It includes images in her underwear, gathered as they sought incriminating evidence of political activism.

Her family, who also had their conversations tapped, have described their upset at what they call a "very low move" by the authorities.

Ms Shevchenko, 40, is herself banned from communicating with the outside world from the flat in the southern city of Rostov on Don.

The activist’s teenage daughter, Vlada, says her mother discovered from investigators last autumn that they had bugged the family flat when they presented her with page upon page of annotated transcripts.

"Then, last month, investigators showed her photographs and she realised they’d been filming her too," Vlada wrote to the BBC.

"From the pictures we realised they’d installed the camera opposite Mum’s bed, on the air conditioning unit."

Vlada, who keeps a blog of her family’s experience, wrote on Facebook that the revelation was "humiliating, yes. For the men in epaulettes", a reference to security services.

But Ms Shevchenko’s mother, who lives with Anastasia and her two children, admitted that they had been disturbed by the revelation.

"There were pictures of her in just her bra; the children were on the footage too. It’s really unpleasant," Ms Shevchenko’s mother Tamara Gryaznova told the BBC.

"There were video and audio recordings; all our conversations. Now the investigators are making her go through it all to confirm it’s authentic. We never expected that they’d stoop so low."

Spy-cam operation ‘pointless’

The family’s lawyer, Sergei Badamshin, has confirmed that the equipment was secretly installed in the family home in autumn 2018, authorised by a local court.

Police also kept Ms Shevchenko under surveillance outside her flat.

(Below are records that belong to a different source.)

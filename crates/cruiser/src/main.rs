//! The cruiser binary: `router start` serves the data plane, `xds start`
//! serves the Envoy control plane. Both are fed by the same tfstate sync.

mod args;
mod commands;

use clap::Parser;
use tracing_subscriber::EnvFilter;

use args::{Cli, Command, RouterCommand, XdsCommand};

#[tokio::main]
async fn main() -> anyhow::Result<()> {
    tracing_subscriber::fmt()
        .with_env_filter(
            EnvFilter::try_from_default_env().unwrap_or_else(|_| EnvFilter::new("info")),
        )
        .init();

    let cli = Cli::parse();
    match cli.command {
        Command::Router {
            command: RouterCommand::Start(router_args),
        } => commands::router::run(cli.global, router_args).await,
        Command::Xds {
            command: XdsCommand::Start(xds_args),
        } => commands::xds::run(cli.global, xds_args).await,
    }
}
//! TLS material loading for the listener.

use std::path::PathBuf;
use std::sync::Arc;

use rustls::pki_types::{CertificateDer, PrivateKeyDer};

use crate::ServerError;

/// Paths to the listener's TLS material.
#[derive(Debug, Clone)]
pub struct TlsConfig {
    /// PEM certificate chain.
    pub certificate_path: PathBuf,
    /// PEM private key.
    pub private_key_path: PathBuf,
}

impl TlsConfig {
    /// Create a config from certificate and key paths.
    pub fn new(certificate_path: impl Into<PathBuf>, private_key_path: impl Into<PathBuf>) -> Self {
        Self {
            certificate_path: certificate_path.into(),
            private_key_path: private_key_path.into(),
        }
    }

    /// Load the material into a rustls server config with `h2` ALPN.
    pub fn load_server_config(&self) -> Result<Arc<rustls::ServerConfig>, ServerError> {
        let certificates = self.load_certificates()?;
        let private_key = self.load_private_key()?;

        let mut config = rustls::ServerConfig::builder()
            .with_no_client_auth()
            .with_single_cert(certificates, private_key)?;
        config.alpn_protocols = vec![b"h2".to_vec(), b"http/1.1".to_vec()];

        Ok(Arc::new(config))
    }

    fn load_certificates(&self) -> Result<Vec<CertificateDer<'static>>, ServerError> {
        let pem = std::fs::read(&self.certificate_path).map_err(|source| ServerError::TlsIo {
            path: self.certificate_path.clone(),
            source,
        })?;
        let certificates = rustls_pemfile::certs(&mut pem.as_slice())
            .collect::<Result<Vec<_>, _>>()
            .map_err(|source| ServerError::TlsIo {
                path: self.certificate_path.clone(),
                source,
            })?;
        if certificates.is_empty() {
            return Err(ServerError::NoCertificate {
                path: self.certificate_path.clone(),
            });
        }
        Ok(certificates)
    }

    fn load_private_key(&self) -> Result<PrivateKeyDer<'static>, ServerError> {
        let pem = std::fs::read(&self.private_key_path).map_err(|source| ServerError::TlsIo {
            path: self.private_key_path.clone(),
            source,
        })?;
        rustls_pemfile::private_key(&mut pem.as_slice())
            .map_err(|source| ServerError::TlsIo {
                path: self.private_key_path.clone(),
                source,
            })?
            .ok_or_else(|| ServerError::NoPrivateKey {
                path: self.private_key_path.clone(),
            })
    }
}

She was later charged with membership of an "undesirable organisation", under a 2015 law, for her links to a group founded by Mikhail Khodorkovsky, a former oligarch and now fierce critic of the Kremlin.

Mr Badamshin mocked the results of the five-month operation as "pointless", given that the evidence of his client’s activity being a "threat… to national security and the constitutional order" amounted to attending a human rights conference and an authorised street protest.

But it’s the intrusion into Ms Shevchenko’s most private space that has disturbed her family.

"They could have put the camera over the table," Tamara Gryaznova pointed out. "But they put it over Nastya’s bed."

Echoes of another spy-cam in the bedroom

In this case, the surveillance operation was part of a criminal investigation — which carries a penalty of up to six years in prison.

But it has shades of previous uncomfortable moments in Russian politics.

"Realising you had a camera in your bedroom for months is beyond traumatising," Natalia Pelevina of opposition party Parnas confides.

In 2016, secretly filmed footage of her in bed with former Prime Minister Mikhail Kasyanov was aired on national television as part of a smear campaign.

"You feel violated, robbed," she told the BBC, and argued that the decision in Ms Shevchenko’s case also had other motives beyond gathering evidence.

"It’s the psychological pressure they are trying to apply, as well as the fear that this plants in other members of the opposition," she believes.

The Shevchenko family recently moved flats but Tamara Gryaznova says they’ve been left with an uneasy feeling.

"Now you always think, maybe there’s a camera there," she explained. "They managed to install it last time, so who knows? How can we be sure?"